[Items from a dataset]
//! Fingerprinting HTTP transport.
//!
//! - Connection acquisition: direct TCP or CONNECT tunnel ([`dial`])
//! - TLS via BoringSSL with a chosen Client Hello ([`connector`])
//! - HTTP/1.1 over raw framing ([`h1`]) or HTTP/2 via h2 ([`h2`]), picked by ALPN

pub mod connector;
pub mod dial;
pub mod h1;
pub mod h2;

use std::time::Duration;

use tokio::net::TcpStream;
use tokio::sync::RwLock;

use crate::error::{Error, Result};
use crate::fingerprint::ClientHello;
use crate::proxy::ProxyEndpoint;
use crate::request::Request;
use crate::response::Response;

use self::connector::{MaybeHttpsStream, NegotiatedProtocol, TlsConnector, TlsOptions};
use self::h1::H1Connection;
use self::h2::H2Session;

/// Sends requests with a controlled TLS Client Hello.
///
/// Every [`round_trip`](Self::round_trip) acquires its own connection and owns
/// it until the response is read, so one transport can be shared across tasks
/// (for example behind an `Arc`) without requests interfering.
#[derive(Debug)]
pub struct Transport {
    client_hello: RwLock<ClientHello>,
    proxies: Vec<ProxyEndpoint>,
    connector: TlsConnector,
    proxy_connect_timeout: Duration,
}

impl Transport {
    /// Create a transport presenting `client_hello`, tunneling through the
    /// first of `proxies` when any are given.
    ///
    /// Server certificates are NOT verified. Use
    /// [`with_tls_options`](Self::with_tls_options) with
    /// [`TlsOptions::verified`] to turn verification on.
    pub fn new(client_hello: ClientHello, proxies: Vec<ProxyEndpoint>) -> Self {
        Self::with_tls_options(
            client_hello,
            proxies,
            TlsOptions::danger_accept_invalid_certs(),
        )
    }

    /// Create a transport with explicit certificate trust settings.
    pub fn with_tls_options(
        client_hello: ClientHello,
        proxies: Vec<ProxyEndpoint>,
        tls: TlsOptions,
    ) -> Self {
        Self {
            client_hello: RwLock::new(client_hello),
            proxies,
            connector: TlsConnector::new(tls),
            proxy_connect_timeout: dial::PROXY_CONNECT_TIMEOUT,
        }
    }

    /// Override the bound on proxy tunnel establishment.
    pub fn proxy_connect_timeout(mut self, timeout: Duration) -> Self {
        self.proxy_connect_timeout = timeout;
        self
    }

    /// Replace the identity used by handshakes started after this returns.
    pub async fn set_client_hello(&self, client_hello: ClientHello) {
        let mut current = self.client_hello.write().await;
        tracing::debug!(from = %*current, to = %client_hello, "client hello replaced");
        *current = client_hello;
    }

    /// Snapshot of the current identity.
    pub async fn client_hello(&self) -> ClientHello {
        self.client_hello.read().await.clone()
    }

    pub fn proxies(&self) -> &[ProxyEndpoint] {
        &self.proxies
    }

    pub fn tls_options(&self) -> &TlsOptions {
        self.connector.options()
    }

    /// Send one request and read its response.
    pub async fn round_trip(&self, request: Request) -> Result<Response> {
        match request.uri().scheme_str() {
            Some("https") => {
                let stream = self.acquire(&request).await?;
                self.https_round_trip(stream, request).await
            }
            Some("http") => {
                let stream = self.acquire(&request).await?;
                http_round_trip(MaybeHttpsStream::Http(stream), request).await
            }
            other => Err(Error::UnsupportedScheme(other.unwrap_or_default().to_string())),
        }
    }

    async fn acquire(&self, request: &Request) -> Result<TcpStream> {
        dial::acquire(
            &self.proxies,
            request.host(),
            request.port(),
            self.proxy_connect_timeout,
        )
        .await
    }

    async fn https_round_trip(&self, stream: TcpStream, request: Request) -> Result<Response> {
        // The lock is released before the handshake starts.
        let client_hello = self.client_hello().await;

        let tls = self
            .connector
            .handshake(stream, request.host(), &client_hello.tls_fingerprint())
            .await?;
        let stream = MaybeHttpsStream::Https(tls);

        let protocol = stream.negotiated_protocol();
        tracing::debug!(host = request.host(), hello = %client_hello, ?protocol, "handshake complete");

        match protocol {
            NegotiatedProtocol::Http2 => {
                let session = H2Session::handshake(stream, &client_hello.http2_settings()).await?;
                session.send_request(request).await
            }
            NegotiatedProtocol::Http11 => http_round_trip(stream, request).await,
            NegotiatedProtocol::Other(proto) => Err(Error::UnsupportedProtocol(proto)),
        }
    }
}

async fn http_round_trip(stream: MaybeHttpsStream, request: Request) -> Result<Response> {
    let mut conn = H1Connection::new(stream);
    let result = conn.send_request(&request).await;
    conn.close().await;
    result
}

#[cfg(test)]
mod tests {
    use super::*;

    #[tokio::test]
    async fn test_set_client_hello_visible_to_next_snapshot() {
        let transport = Transport::new(ClientHello::Chrome102, Vec::new());
        let before = transport.client_hello().await;

        transport.set_client_hello(ClientHello::Firefox120).await;

        assert_eq!(before, ClientHello::Chrome102);
        assert_eq!(transport.client_hello().await, ClientHello::Firefox120);
    }

    #[tokio::test]
    async fn test_unsupported_scheme() {
        let transport = Transport::new(ClientHello::default(), Vec::new());
        let request = Request::get("ftp://example.com/file").unwrap();
        let err = transport.round_trip(request).await.unwrap_err();
        assert!(matches!(err, Error::UnsupportedScheme(ref s) if s == "ftp"));
    }

    #[test]
    fn test_new_transport_skips_verification() {
        let transport = Transport::new(ClientHello::default(), Vec::new());
        assert!(transport.tls_options().danger_accept_invalid_certs);

        let verified =
            Transport::with_tls_options(ClientHello::default(), Vec::new(), TlsOptions::verified());
        assert!(!verified.tls_options().danger_accept_invalid_certs);
    }

    #[test]
    fn test_transport_is_shareable() {
        fn assert_send_sync<T: Send + Sync>() {}
        assert_send_sync::<Transport>();
    }
}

### Task to complete
Starting at the line with "session.send_request(request).await", copy every line down to the last one above, exactly as written and with nothing else.

### Completed exercise
                session.send_request(request).await
            }
            NegotiatedProtocol::Http11 => http_round_trip(stream, request).await,
            NegotiatedProtocol::Other(proto) => Err(Error::UnsupportedProtocol(proto)),
        }
    }
}

async fn http_round_trip(stream: MaybeHttpsStream, request: Request) -> Result<Response> {
    let mut conn = H1Connection::new(stream);
    let result = conn.send_request(&request).await;
    conn.close().await;
    result
}

#[cfg(test)]
mod tests {
    use super::*;

    #[tokio::test]
    async fn test_set_client_hello_visible_to_next_snapshot() {
        let transport = Transport::new(ClientHello::Chrome102, Vec::new());
        let before = transport.client_hello().await;

        transport.set_client_hello(ClientHello::Firefox120).await;

        assert_eq!(before, ClientHello::Chrome102);
        assert_eq!(transport.client_hello().await, ClientHello::Firefox120);
    }

    #[tokio::test]
    async fn test_unsupported_scheme() {
        let transport = Transport::new(ClientHello::default(), Vec::new());
        let request = Request::get("ftp://example.com/file").unwrap();
        let err = transport.round_trip(request).await.unwrap_err();
        assert!(matches!(err, Error::UnsupportedScheme(ref s) if s == "ftp"));
    }

    #[test]
    fn test_new_transport_skips_verification() {
        let transport = Transport::new(ClientHello::default(), Vec::new());
        assert!(transport.tls_options().danger_accept_invalid_certs);

        let verified =
            Transport::with_tls_options(ClientHello::default(), Vec::new(), TlsOptions::verified());
        assert!(!verified.tls_options().danger_accept_invalid_certs);
    }

    #[test]
    fn test_transport_is_shareable() {
        fn assert_send_sync<T: Send + Sync>() {}
        assert_send_sync::<Transport>();
    }
}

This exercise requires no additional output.